So, unless anyone has any strong justification to the contrary, the old Thinkpad and Windows will be parting company this week - Ubuntu will be the only O/S running directly on the hardware, and Windows will be confined to VM sandboxes, where (in my case, at least) it belongs.

I wrote this up, as it is an epiphany for me. I have been bleating on to techie mates for several years about how Windows is not the future (at least, not only Windows), and today, for me, the time has finally come when that is true. Not only because I can finally ditch Windows-on-hardware completely, but because I also think that Linux is also now a viable option for non-techies - the configuration and use of an Ubuntu system does not require any use of a CLI any more, and the interface is usable and attractive (once you get rid of that brown "human" theme!).

My last installation of Windows directly on hardware is being decommissioned, my entire computing world now runs on Mac OS X, Linux or VMware ESXi, and I am very pleased by the development. Don't get me wrong, Windows has it's strengths and it's place, but unless you're a gamer, I really don't think that place is necessarily anywhere outside of the office any more.

Friday, February 06, 2009

It's a record! - a full 6 months between posts. I'm just too busy / lazy / distracted these days.
Anyway, our man Wil Harris has been a busy fella over at channelflip.com - he's now got David Mitchell for 20 weeks, and has somehow snuck Bobby Llewelyn talking about machines in as a show too, without me even noticing.
My iTuneses are being configurised.......

Monday, July 28, 2008

This looks to be a genuine Tr2n trailer, leaked from Comic-Con (also at Gizmodo). There is no word that can convey the coolness that this promises.
No more needs to be said :)

Saturday, July 05, 2008

Just had to post this quickly - Dr. Horrible's Sing-Along Blog is a new project by Joss Whedon (Buffy, Firefly, Serenity and all that good stuff), and looks promising. It's interesting, as it's not a normal movie release and will be posted on the internet for free, for 20 days only. See the plan for more info, but basically;
ACT ONE (Wheee!) will go up Tuesday July 15th.
ACT TWO (OMG!) will go up Thursday July 17th.
ACT THREE (Denouement!) will go up Saturday July 19th.
All acts will stay up until midnight Sunday July 20th. Then they will vanish into the night, like a phantom (but not THE Phantom – that’s still playing. Like, everywhere.)
Awesome :)

Thursday, May 22, 2008

Well, that's a record. Four months between posts.
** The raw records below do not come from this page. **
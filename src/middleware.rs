//! HTTP middleware adapters
//!
//! Two styles over the same engine: [`GuardLayer`] is a tower layer for any
//! stack built on `http` request/response types, and [`guard`] plugs into
//! `axum::middleware::from_fn_with_state`. Both answer rejections with the
//! verdict status and a JSON `{"error": …}` body, and echo the renewed
//! session/device cookies on every response.

use std::future::Future;
use std::net::SocketAddr;
use std::pin::Pin;
use std::sync::Arc;
use std::task::{Context, Poll};

use axum::extract::{ConnectInfo, Request, State};
use axum::http::{header, HeaderMap, HeaderValue, StatusCode};
use axum::middleware::Next;
use axum::response::{IntoResponse, Response};
use axum::Json;
use tower::{Layer, Service};

use crate::{CheckResult, Guardian};

/// Axum middleware: `Router::layer(middleware::from_fn_with_state(guardian, guard))`.
///
/// The router must be served with connect info so the socket peer is
/// available (`into_make_service_with_connect_info::<SocketAddr>()`).
pub async fn guard(
    State(guardian): State<Arc<Guardian>>,
    req: Request,
    next: Next,
) -> Response {
    let peer = req
        .extensions()
        .get::<ConnectInfo<SocketAddr>>()
        .map(|info| info.0.ip());
    let verdict = check_request(&guardian, req.headers(), peer).await;

    if verdict.success {
        let mut response = next.run(req).await;
        append_cookies(&mut response, &verdict.set_cookies);
        response
    } else {
        reject(&verdict)
    }
}

async fn check_request(
    guardian: &Guardian,
    headers: &HeaderMap,
    peer: Option<std::net::IpAddr>,
) -> CheckResult {
    guardian.check(headers, peer).await
}

fn reject(verdict: &CheckResult) -> Response {
    let status =
        StatusCode::from_u16(verdict.status_code).unwrap_or(StatusCode::INTERNAL_SERVER_ERROR);
    let body = Json(serde_json::json!({
        "error": verdict.error.clone().unwrap_or_default(),
    }));

    let mut response = (status, body).into_response();
    append_cookies(&mut response, &verdict.set_cookies);
    response
}

fn append_cookies(response: &mut Response, cookies: &[String]) {
    for cookie in cookies {
        if let Ok(value) = HeaderValue::from_str(cookie) {
            response.headers_mut().append(header::SET_COOKIE, value);
        }
    }
}

/// Tower layer wrapping a service with the admission check.
#[derive(Clone)]
pub struct GuardLayer {
    guardian: Arc<Guardian>,
}

impl GuardLayer {
    pub fn new(guardian: Arc<Guardian>) -> Self {
        Self { guardian }
    }
}

impl<S> Layer<S> for GuardLayer {
    type Service = GuardService<S>;

    fn layer(&self, inner: S) -> Self::Service {
        GuardService {
            inner,
            guardian: self.guardian.clone(),
        }
    }
}

/// Service produced by [`GuardLayer`].
#[derive(Clone)]
pub struct GuardService<S> {
    inner: S,
    guardian: Arc<Guardian>,
}

impl<S> Service<Request> for GuardService<S>
where
    S: Service<Request, Response = Response> + Clone + Send + 'static,
    S::Future: Send + 'static,
{
    type Response = Response;
    type Error = S::Error;
    type Future = Pin<Box<dyn Future<Output = Result<Response, S::Error>> + Send>>;

    fn poll_ready(&mut self, cx: &mut Context<'_>) -> Poll<Result<(), Self::Error>> {
        self.inner.poll_ready(cx)
    }

    fn call(&mut self, req: Request) -> Self::Future {
        let guardian = self.guardian.clone();
        // take the ready service, leave a fresh clone behind
        let clone = self.inner.clone();
        let mut inner = std::mem::replace(&mut self.inner, clone);

        let peer = req
            .extensions()
            .get::<ConnectInfo<SocketAddr>>()
            .map(|info| info.0.ip());
        let headers = req.headers().clone();

        Box::pin(async move {
            let verdict = check_request(&guardian, &headers, peer).await;

            if verdict.success {
                let mut response = inner.call(req).await?;
                append_cookies(&mut response, &verdict.set_cookies);
                Ok(response)
            } else {
                Ok(reject(&verdict))
            }
        })
    }
}

#[cfg(test)]
mod tests {
    use super::*;

    #[test]
    fn test_reject_serializes_error_json() {
        let verdict = CheckResult {
            success: false,
            status_code: 403,
            error: Some("IP 1.2.3.4 is banned".into()),
            set_cookies: vec!["conn.sess.id=s:a.b; Path=/".into()],
        };

        let response = reject(&verdict);
        assert_eq!(response.status(), StatusCode::FORBIDDEN);
        assert!(response.headers().contains_key(header::SET_COOKIE));
        assert_eq!(
            response.headers().get(header::CONTENT_TYPE).unwrap(),
            "application/json"
        );
    }

    #[test]
    fn test_append_cookies_skips_invalid_values() {
        let mut response = ().into_response();
        append_cookies(
            &mut response,
            &["good=1; Path=/".to_string(), "bad\nvalue".to_string()],
        );
        let cookies: Vec<_> = response.headers().get_all(header::SET_COOKIE).iter().collect();
        assert_eq!(cookies.len(), 1);
    }
}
A third of a year. Sorry. So I thought it would be nice to post an update on what's what with this blog, as I don't intend to let it go stale.
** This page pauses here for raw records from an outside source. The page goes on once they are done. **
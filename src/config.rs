//! Configuration
//!
//! Plain structs with serde support. Defaults are carried by the `Default`
//! impls; `Parameters::normalized` maps any non-positive configured value
//! back to its default so partial configs behave predictably.

use std::path::PathBuf;
use std::sync::Arc;

use serde::Deserialize;

/// Hook producing a custom notification subject or body from `(ip, reason)`.
pub type NoticeHook = Arc<dyn Fn(&str, &str) -> String + Send + Sync>;

/// Top-level guard configuration
#[derive(Clone, Default, Deserialize)]
#[serde(default)]
pub struct GuardConfig {
    pub store: StoreConfig,
    pub email: Option<EmailConfig>,
    pub files: FilePaths,
    pub params: Parameters,
}

/// Connection settings for the shared key-value store
#[derive(Debug, Clone, Deserialize)]
#[serde(default)]
pub struct StoreConfig {
    pub host: String,
    pub port: u16,
    pub password: String,
    pub db: i64,
}

impl Default for StoreConfig {
    fn default() -> Self {
        Self {
            host: "localhost".into(),
            port: 6379,
            password: String::new(),
            db: 0,
        }
    }
}

impl StoreConfig {
    /// Connection URL, with defaults applied for empty host / zero port.
    pub fn url(&self) -> String {
        let host = if self.host.is_empty() { "localhost" } else { &self.host };
        let port = if self.port == 0 { 6379 } else { self.port };
        if self.password.is_empty() {
            format!("redis://{}:{}/{}", host, port, self.db)
        } else {
            format!("redis://:{}@{}:{}/{}", self.password, host, port, self.db)
        }
    }
}

/// SMTP notification settings
#[derive(Clone, Deserialize)]
#[serde(default)]
pub struct EmailConfig {
    pub host: String,
    pub port: u16,
    pub username: String,
    pub password: String,
    pub from: String,
    pub to: Vec<String>,
    pub cc: Vec<String>,
    /// Custom subject hook; empty output falls back to the default subject.
    #[serde(skip)]
    pub subject: Option<NoticeHook>,
    /// Custom body hook; empty output falls back to the default body.
    #[serde(skip)]
    pub body: Option<NoticeHook>,
}

impl Default for EmailConfig {
    fn default() -> Self {
        Self {
            host: String::new(),
            port: 587,
            username: String::new(),
            password: String::new(),
            from: String::new(),
            to: Vec::new(),
            cc: Vec::new(),
            subject: None,
            body: None,
        }
    }
}

/// File locations: list snapshots and optional GeoIP databases
#[derive(Debug, Clone, Default, Deserialize)]
#[serde(default)]
pub struct FilePaths {
    pub city_db: Option<PathBuf>,
    pub country_db: Option<PathBuf>,
    pub trust_list: Option<PathBuf>,
    pub deny_list: Option<PathBuf>,
}

impl FilePaths {
    pub fn trust_list_path(&self) -> PathBuf {
        self.trust_list
            .clone()
            .unwrap_or_else(|| PathBuf::from("./whiteList.json"))
    }

    pub fn deny_list_path(&self) -> PathBuf {
        self.deny_list
            .clone()
            .unwrap_or_else(|| PathBuf::from("./blackList.json"))
    }
}

/// Thresholds and score weights for the decision engine
#[derive(Debug, Clone, Deserialize)]
#[serde(default)]
pub struct Parameters {
    /// ISO country codes treated as high risk
    pub high_risk_countries: Vec<String>,
    /// Block recurrences within an hour before escalation to the deny list
    pub block_to_deny: i64,
    /// Minimum block TTL in seconds
    pub block_ttl_min_secs: u64,
    /// Maximum block TTL in seconds
    pub block_ttl_max_secs: u64,
    pub rate_limit_normal: i64,
    pub rate_limit_suspicious: i64,
    pub rate_limit_dangerous: i64,
    /// Max distinct IPs per session
    pub session_multi_ip: i64,
    /// Max distinct fingerprints per IP
    pub ip_multi_device: i64,
    /// Max distinct IPs per fingerprint
    pub device_multi_ip: i64,
    /// Max login failures per session
    pub login_failure: i64,
    /// Max 404 responses per session
    pub not_found_404: i64,
    /// Score at which a client counts as suspicious
    pub score_suspicious: i64,
    /// Score at which a client counts as dangerous
    pub score_dangerous: i64,
    pub score_session_multi_ip: i64,
    pub score_ip_multi_device: i64,
    pub score_device_multi_ip: i64,
    pub score_fp_multi_session: i64,
    pub score_geo_high_risk: i64,
    pub score_geo_hopping: i64,
    pub score_geo_frequent_switch: i64,
    pub score_geo_rapid_change: i64,
    pub score_interval_request: i64,
    pub score_frequency_request: i64,
    pub score_long_connection: i64,
    pub score_login_failure: i64,
    pub score_not_found_404: i64,
}

impl Default for Parameters {
    fn default() -> Self {
        Self {
            high_risk_countries: Vec::new(),
            block_to_deny: 8,
            block_ttl_min_secs: 3600,
            block_ttl_max_secs: 30 * 24 * 3600,
            rate_limit_normal: 100,
            rate_limit_suspicious: 50,
            rate_limit_dangerous: 20,
            session_multi_ip: 4,
            ip_multi_device: 8,
            device_multi_ip: 4,
            login_failure: 4,
            not_found_404: 8,
            score_suspicious: 50,
            score_dangerous: 80,
            score_session_multi_ip: 25,
            score_ip_multi_device: 20,
            score_device_multi_ip: 15,
            score_fp_multi_session: 50,
            score_geo_high_risk: 30,
            score_geo_hopping: 15,
            score_geo_frequent_switch: 20,
            score_geo_rapid_change: 25,
            score_interval_request: 25,
            score_frequency_request: 25,
            score_long_connection: 15,
            score_login_failure: 15,
            score_not_found_404: 15,
        }
    }
}

impl Parameters {
    /// Replace every non-positive value with its default.
    pub fn normalized(mut self) -> Self {
        let d = Parameters::default();

        fn fix(value: &mut i64, fallback: i64) {
            if *value <= 0 {
                *value = fallback;
            }
        }

        fix(&mut self.block_to_deny, d.block_to_deny);
        if self.block_ttl_min_secs == 0 {
            self.block_ttl_min_secs = d.block_ttl_min_secs;
        }
        if self.block_ttl_max_secs == 0 {
            self.block_ttl_max_secs = d.block_ttl_max_secs;
        }
        fix(&mut self.rate_limit_normal, d.rate_limit_normal);
        fix(&mut self.rate_limit_suspicious, d.rate_limit_suspicious);
        fix(&mut self.rate_limit_dangerous, d.rate_limit_dangerous);
        fix(&mut self.session_multi_ip, d.session_multi_ip);
        fix(&mut self.ip_multi_device, d.ip_multi_device);
        fix(&mut self.device_multi_ip, d.device_multi_ip);
        fix(&mut self.login_failure, d.login_failure);
        fix(&mut self.not_found_404, d.not_found_404);
        fix(&mut self.score_suspicious, d.score_suspicious);
        fix(&mut self.score_dangerous, d.score_dangerous);
        fix(&mut self.score_session_multi_ip, d.score_session_multi_ip);
        fix(&mut self.score_ip_multi_device, d.score_ip_multi_device);
        fix(&mut self.score_device_multi_ip, d.score_device_multi_ip);
        fix(&mut self.score_fp_multi_session, d.score_fp_multi_session);
        fix(&mut self.score_geo_high_risk, d.score_geo_high_risk);
        fix(&mut self.score_geo_hopping, d.score_geo_hopping);
        fix(&mut self.score_geo_frequent_switch, d.score_geo_frequent_switch);
        fix(&mut self.score_geo_rapid_change, d.score_geo_rapid_change);
        fix(&mut self.score_interval_request, d.score_interval_request);
        fix(&mut self.score_frequency_request, d.score_frequency_request);
        fix(&mut self.score_long_connection, d.score_long_connection);
        fix(&mut self.score_login_failure, d.score_login_failure);
        fix(&mut self.score_not_found_404, d.score_not_found_404);

        self
    }
}

#[cfg(test)]
mod tests {
    use super::*;

    #[test]
    fn test_store_url() {
        let cfg = StoreConfig::default();
        assert_eq!(cfg.url(), "redis://localhost:6379/0");

        let cfg = StoreConfig {
            host: "cache.internal".into(),
            port: 6380,
            password: "secret".into(),
            db: 2,
        };
        assert_eq!(cfg.url(), "redis://:secret@cache.internal:6380/2");
    }

    #[test]
    fn test_normalized_restores_defaults() {
        let mut params = Parameters::default();
        params.rate_limit_normal = 0;
        params.block_to_deny = -1;
        params.score_geo_high_risk = 0;

        let params = params.normalized();
        assert_eq!(params.rate_limit_normal, 100);
        assert_eq!(params.block_to_deny, 8);
        assert_eq!(params.score_geo_high_risk, 30);
    }

    #[test]
    fn test_partial_json_config() {
        let cfg: GuardConfig =
            serde_json::from_str(r#"{"params": {"rate_limit_normal": 10}}"#).unwrap();
        assert_eq!(cfg.params.rate_limit_normal, 10);
        // untouched fields keep their defaults
        assert_eq!(cfg.params.block_to_deny, 8);
        assert_eq!(cfg.store.port, 6379);
    }
}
That said, I am genuinely too busy to update it very often these days, and my usage model has changed since back in the day when blogs were the new, exciting thing. This blog has been running since February 2002, so it's over six years old now, but back when it was wet behind the ears a blog was a fantastic way to publish links to interesting stuff on the net. I used to check in regularly on other blogs to find links to new and wonderful things and people used to use mine the same way. That was how it worked.
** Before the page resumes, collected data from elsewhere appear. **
//! ip-sentinel: HTTP request-admission guard
//!
//! For each incoming request the guard decides allow / deny (403) /
//! internal-error while incrementally learning which clients are abusive.
//! Decisions combine three IP lists (trust / deny / temporary block), a
//! per-request device derivation (signed session cookie, fingerprint, IP,
//! geolocation) and a multi-signal risk score computed over short windows of
//! history in a shared Redis-compatible store.
//!
//! # Decision flow
//! ```text
//! request ──► device resolver ──► trust? ──► deny? ──► block escalation?
//!                                                           │
//!              ┌────────────────────────────────────────────┘
//!              ▼
//!         risk scorer (basic | geo | behavior | fingerprint, concurrent)
//!              │
//!              ▼
//!         rate-limit tier (normal | suspicious | dangerous) ──► verdict
//! ```
//!
//! The embedding application wires [`Guardian::check`] in as middleware (see
//! [`middleware`]) and reports 404s / failed logins through the public hooks
//! so the scorer can see them.

use std::net::IpAddr;
use std::sync::Arc;
use std::time::Duration;

use axum::http::{header, HeaderMap};
use serde::{Deserialize, Serialize};
use tracing::{error, info, warn};

pub mod block;
pub mod config;
pub mod counters;
pub mod device;
pub mod error;
pub mod geo;
pub mod list;
pub mod middleware;
pub mod notify;
pub mod score;
pub mod session;
pub mod store;

pub use config::{EmailConfig, FilePaths, GuardConfig, Parameters, StoreConfig};
pub use error::{GuardError, GuardResult};
pub use score::{RiskFlag, ScoreOutcome};

use block::BlockList;
use geo::GeoResolver;
use list::{DenyList, TrustList};
use notify::Mailer;
use store::{RedisStore, Store};

// =============================================================================
// Core Types
// =============================================================================

/// Device class derived from the user agent
#[derive(Debug, Clone, Copy, PartialEq, Eq, Serialize, Deserialize)]
pub enum DeviceKind {
    Desktop,
    Mobile,
    Tablet,
}

impl DeviceKind {
    pub fn as_str(&self) -> &'static str {
        match self {
            DeviceKind::Desktop => "Desktop",
            DeviceKind::Mobile => "Mobile",
            DeviceKind::Tablet => "Tablet",
        }
    }
}

/// List membership and classification flags resolved for a request
#[derive(Debug, Clone, Copy, Default, Serialize, Deserialize)]
pub struct DeviceFlags {
    pub trust: bool,
    pub ban: bool,
    pub block: bool,
    pub internal: bool,
    pub mobile: bool,
    pub tablet: bool,
    pub desktop: bool,
}

/// Client IP with its per-request counters
#[derive(Debug, Clone, Serialize, Deserialize)]
pub struct IpInfo {
    pub address: String,
    pub is_private: bool,
    pub level: u8,
    pub request_count: i64,
    pub block_count: i64,
}

/// Everything the engine derives about the requesting client
#[derive(Debug, Clone, Serialize, Deserialize)]
pub struct Device {
    pub platform: String,
    pub browser: String,
    pub os: String,
    pub kind: DeviceKind,
    pub accept_language: String,
    pub referer: String,
    pub session_id: String,
    pub fingerprint: String,
    pub ip: IpInfo,
    pub flags: DeviceFlags,
}

/// List entry for trust / deny / block. `count` and `last` are only
/// meaningful for block entries (recidivism tracking).
#[derive(Debug, Clone, Serialize, Deserialize)]
pub struct IpEntry {
    pub ip: String,
    pub reason: String,
    pub added_at: i64,
    #[serde(default, skip_serializing_if = "Option::is_none")]
    pub count: Option<i64>,
    #[serde(default, skip_serializing_if = "Option::is_none")]
    pub last: Option<i64>,
}

/// Admission verdict for one request
#[derive(Debug, Clone, Serialize)]
pub struct CheckResult {
    pub success: bool,
    pub status_code: u16,
    #[serde(skip_serializing_if = "Option::is_none")]
    pub error: Option<String>,
    /// Renewed cookies to echo on the response (sliding session)
    #[serde(skip)]
    pub set_cookies: Vec<String>,
}

impl CheckResult {
    fn allow(set_cookies: Vec<String>) -> Self {
        Self {
            success: true,
            status_code: 200,
            error: None,
            set_cookies,
        }
    }

    fn forbid(message: String, set_cookies: Vec<String>) -> Self {
        Self {
            success: false,
            status_code: 403,
            error: Some(message),
            set_cookies,
        }
    }

    fn internal_error(message: &str) -> Self {
        Self {
            success: false,
            status_code: 500,
            error: Some(message.to_string()),
            set_cookies: Vec::new(),
        }
    }
}

// =============================================================================
// Guardian
// =============================================================================

/// The request-admission engine.
pub struct Guardian {
    pub(crate) params: Arc<Parameters>,
    pub(crate) store: Arc<dyn Store>,
    pub trust: TrustList,
    pub deny: DenyList,
    pub block: BlockList,
    pub(crate) geo: Option<Arc<GeoResolver>>,
}

impl Guardian {
    /// Connect to the configured store and assemble the engine.
    pub async fn new(config: GuardConfig) -> GuardResult<Self> {
        let store = RedisStore::connect(&config.store).await?;
        Self::with_store(config, Arc::new(store)).await
    }

    /// Assemble the engine on an externally provided store implementation.
    pub async fn with_store(config: GuardConfig, store: Arc<dyn Store>) -> GuardResult<Self> {
        let params = Arc::new(config.params.normalized());

        let mailer = config.email.clone().map(Mailer::new);

        let trust = TrustList::new(config.files.trust_list_path(), store.clone());
        if let Err(err) = trust.load().await {
            warn!("failed to load trust list: {}", err);
        }

        let deny_hook = mailer.map(|mailer| {
            Box::new(move |entry: &IpEntry| mailer.notify(&entry.ip, &entry.reason))
                as Box<dyn Fn(&IpEntry) + Send + Sync>
        });
        let deny = DenyList::new(config.files.deny_list_path(), store.clone(), deny_hook);
        if let Err(err) = deny.load().await {
            warn!("failed to load deny list: {}", err);
        }

        let block = BlockList::new(
            store.clone(),
            Duration::from_secs(params.block_ttl_min_secs),
            Duration::from_secs(params.block_ttl_max_secs),
        );

        let geo = GeoResolver::open(
            config.files.city_db.as_deref(),
            config.files.country_db.as_deref(),
        )
        .map(Arc::new);

        info!(
            "guard ready (geo: {}, rate limits: {}/{}/{})",
            geo.is_some(),
            params.rate_limit_normal,
            params.rate_limit_suspicious,
            params.rate_limit_dangerous
        );

        Ok(Self {
            params,
            store,
            trust,
            deny,
            block,
            geo,
        })
    }

    /// Admit or reject one request.
    ///
    /// `peer` is the socket peer address; proxy headers take precedence over
    /// it when deriving the client IP. The returned cookies must be echoed on
    /// the response whatever the verdict.
    pub async fn check(&self, headers: &HeaderMap, peer: Option<IpAddr>) -> CheckResult {
        let (device, cookies) = match self.resolve_device(headers, peer).await {
            Ok(resolved) => resolved,
            Err(err) => {
                error!("failed to resolve device: {}", err);
                return CheckResult::internal_error("Failed to resolve device");
            }
        };
        let ip = device.ip.address.clone();

        // 1. Trusted IPs bypass everything
        if device.flags.trust {
            return CheckResult::allow(cookies);
        }

        // 2. Deny list
        if device.flags.ban {
            return CheckResult::forbid(format!("IP {ip} is banned"), cookies);
        }

        // 3. Blocked and still hammering: escalate to the deny list
        if device.flags.block && device.ip.block_count >= self.params.block_to_deny {
            if let Err(err) = self
                .deny
                .add(&ip, "Kept requesting while blocked")
                .await
            {
                warn!("failed to escalate {} to the deny list: {}", ip, err);
            }
            return CheckResult::forbid(format!("IP {ip} is banned"), cookies);
        }

        // 4. Dynamic risk score; the scorer blocks the IP itself at >= 100
        let outcome = score::dynamic_score(self, &device).await;
        if outcome.is_block {
            return CheckResult::forbid(format!("IP {ip} is blocked"), cookies);
        }

        // 5-7. Tiered rate limits, strictest class first
        if outcome.is_dangerous && device.ip.request_count >= self.params.rate_limit_dangerous {
            return CheckResult::forbid(
                format!("IP {ip} reached rate limit (Dangerous)"),
                cookies,
            );
        }
        if outcome.is_suspicious && device.ip.request_count >= self.params.rate_limit_suspicious {
            return CheckResult::forbid(
                format!("IP {ip} reached rate limit (Suspicious)"),
                cookies,
            );
        }
        if device.ip.request_count >= self.params.rate_limit_normal {
            return CheckResult::forbid(format!("IP {ip} reached rate limit (Normal)"), cookies);
        }

        // 8. Admitted
        CheckResult::allow(cookies)
    }

    /// Report a 404 response for this request's session.
    pub async fn not_found_404(&self, headers: &HeaderMap, peer: Option<IpAddr>) -> GuardResult<()> {
        let (device, _) = self.resolve_device(headers, peer).await?;
        counters::record_not_found(&*self.store, &device.session_id).await?;
        Ok(())
    }

    /// Report a failed login for this request's session.
    pub async fn login_failure(&self, headers: &HeaderMap, peer: Option<IpAddr>) -> GuardResult<()> {
        let (device, _) = self.resolve_device(headers, peer).await?;
        counters::record_login_failure(&*self.store, &device.session_id).await?;
        Ok(())
    }

    /// Derive the device tuple and the cookies to echo back.
    async fn resolve_device(
        &self,
        headers: &HeaderMap,
        peer: Option<IpAddr>,
    ) -> GuardResult<(Device, Vec<String>)> {
        let user_agent = headers
            .get(header::USER_AGENT)
            .and_then(|v| v.to_str().ok())
            .unwrap_or("");

        let (address, internal) = device::client_ip(headers, peer)?;

        let trust = self.trust.check(&address).await;
        let ban = self.deny.check(&address).await;
        let block = self.block.is_blocked(&address).await;

        let request_count = counters::request_count_in_minute(&*self.store, &address)
            .await
            .unwrap_or(1);
        let block_count = if block {
            counters::block_recurrence(&*self.store, &address)
                .await
                .unwrap_or(0)
        } else {
            0
        };

        let mut cookies = Vec::with_capacity(2);

        // session cookie: verify and slide, or mint fresh
        let existing = session::cookie_value(headers, session::SESSION_COOKIE)
            .and_then(|raw| session::parse(&raw).map(|id| (raw, id)));
        let session_id = match existing {
            Some((raw, id)) => {
                cookies.push(session::cookie_header(
                    session::SESSION_COOKIE,
                    &raw,
                    session::SESSION_MAX_AGE,
                ));
                id
            }
            None => {
                let (id, wire) = session::mint()?;
                cookies.push(session::cookie_header(
                    session::SESSION_COOKIE,
                    &wire,
                    session::SESSION_MAX_AGE,
                ));
                id
            }
        };

        // device cookie: reuse the token or mint one
        let token = session::cookie_value(headers, session::DEVICE_COOKIE)
            .unwrap_or_else(|| session::random_token(session::DEVICE_TOKEN_LEN));
        cookies.push(session::cookie_header(
            session::DEVICE_COOKIE,
            &token,
            session::DEVICE_MAX_AGE,
        ));

        let platform = device::platform(user_agent);
        let browser = device::browser(user_agent);
        let os = device::os(user_agent);
        let kind = device::kind(user_agent);
        let fingerprint = session::fingerprint(platform, browser, kind.as_str(), &os, &token);

        let device = Device {
            platform: platform.to_string(),
            browser: browser.to_string(),
            os,
            kind,
            accept_language: headers
                .get(header::ACCEPT_LANGUAGE)
                .and_then(|v| v.to_str().ok())
                .unwrap_or("")
                .to_string(),
            referer: headers
                .get(header::REFERER)
                .and_then(|v| v.to_str().ok())
                .unwrap_or("")
                .to_string(),
            session_id,
            fingerprint,
            ip: IpInfo {
                address,
                is_private: internal,
                level: if internal { 1 } else { 0 },
                request_count,
                block_count,
            },
            flags: DeviceFlags {
                trust,
                ban,
                block,
                internal,
                mobile: kind == DeviceKind::Mobile,
                tablet: kind == DeviceKind::Tablet,
                desktop: kind == DeviceKind::Desktop,
            },
        };

        Ok((device, cookies))
    }
}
Of course, over time, the links to fun stuff on this blog got interspersed with techy work links and personal views, rants, monologues and diatribes. The work stuff got broken off as you couldn't search a blog way back when, so I put all that gear into a personal Mambo site which has a searchable MySQL database on the back end. I still use that, although it's just for my personal reference now. I just can't be arsed to move it back to an online site at the moment, although I'd be happy to share the knowledge.

So that leaves the fun and interesting links and the personal views and rants.

Trouble is, these days it's just so much easier to use Digg or del.icio.us or any one of a number of other tools for finding and bookmarking content. I've just recently really started delving into del.icio.us, and am really liking it as a way to bookmark interesting stuff. Perhaps I'll post more on how I use it another time, as it's really handy for someone like me that might use any one of three or four computers, depending on where I am and what I'm doing. I've also been a long-time user of Digg, which I use more for discovering content rather than bookmarking it, but whatever works, you know?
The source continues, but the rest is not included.